Não haveria nada de diferente naquele sorriso binário
Estes dias futuros que eu hei de inventar do zero para o um
No meio das perdidas areias brota um ageográfico rio
No meio da multidão surge a borboleta assassina
Verme alado que seu nome assina
Com letra banal feminina

Quero estar só, mas a multidão não deixa.
Neste deserto de incontáveis cabeças
Nesta prisão que diminui, que impede que me mexa
Com suas apoteóticas e ínfimas certezas
Do meu quarto, minúsculo quarto
Vejo o minúsculo universo do fato
Que minúsculamente eu debato
Que adentra meu deserto como daninho mato.

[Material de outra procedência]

mod common;

use common::{reader, Harness};
use filevault_core::{AppError, FileStatus};
use filevault_db::FileRepository;
use filevault_storage::{CompletedPart, Storage};
use futures::StreamExt;
use std::sync::atomic::Ordering;
use std::time::Duration;
use uuid::Uuid;

const PNG: &[u8] = b"\x89PNG\r\n\x1a\n\x00\x00\x00\rIHDR";

#[tokio::test]
async fn direct_upload_stores_exact_bytes() {
    let h = Harness::new().await;

    let file = h
        .service
        .upload("a.txt", "text/plain", 13, reader(b"Hello, World!"))
        .await
        .unwrap();

    assert_eq!(file.status, FileStatus::Completed);
    assert_eq!(file.content_type, "text/plain; charset=utf-8");
    assert!(file.storage_key.ends_with(".txt"));
    assert_eq!(h.read_object(&file.storage_key).await, b"Hello, World!");

    let stored = h.service.get_file(file.id).await.unwrap();
    assert_eq!(stored.status, FileStatus::Completed);
    assert_eq!(stored.size, 13);
}

#[tokio::test]
async fn direct_upload_sniffs_past_declared_type() {
    let h = Harness::new().await;

    let file = h
        .service
        .upload("photo", "text/plain", PNG.len() as i64, reader(PNG))
        .await
        .unwrap();

    assert_eq!(file.content_type, "image/png");
    assert!(file.storage_key.ends_with(".png"));
    assert_eq!(h.read_object(&file.storage_key).await, PNG);
}

#[tokio::test]
async fn direct_upload_larger_than_sniff_window() {
    let h = Harness::new().await;
    let data: Vec<u8> = (0..10_000u32).map(|i| (i % 251) as u8).collect();

    let file = h
        .service
        .upload("blob.bin", "", data.len() as i64, reader(&data))
        .await
        .unwrap();

    assert_eq!(h.read_object(&file.storage_key).await, data);
}

#[tokio::test]
async fn direct_upload_rejects_bad_input() {
    let h = Harness::new().await;

    let err = h
        .service
        .upload("", "text/plain", 1, reader(b"x"))
        .await
        .unwrap_err();
    assert!(matches!(err, AppError::InvalidInput(_)));

    let err = h
        .service
        .upload("a.txt", "text/plain", -5, reader(b"x"))
        .await
        .unwrap_err();
    assert!(matches!(err, AppError::InvalidInput(_)));
    assert_eq!(h.repo.inner.raw_count().await, 0);
}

Perco-me no oásis de solidão.
Milhões passando em volta de mim
O deserto anda frenético com suas dunas
Ainda tentando morrer na razão
O ridículo toma conta de mim
Cuspindo minhas verdades mais duras
Agora sozinho com nenhum rosto julgador
Sozinho como meu próprio estuprador
Enegrecendo, perdendo a cor.

O deserto é cruel, ele engole e não nota.
O deserto esconde a menina, esconde os assassinos
O deserto faz a sinfonia de uma unica nota
O deserto não foi feito para meninos.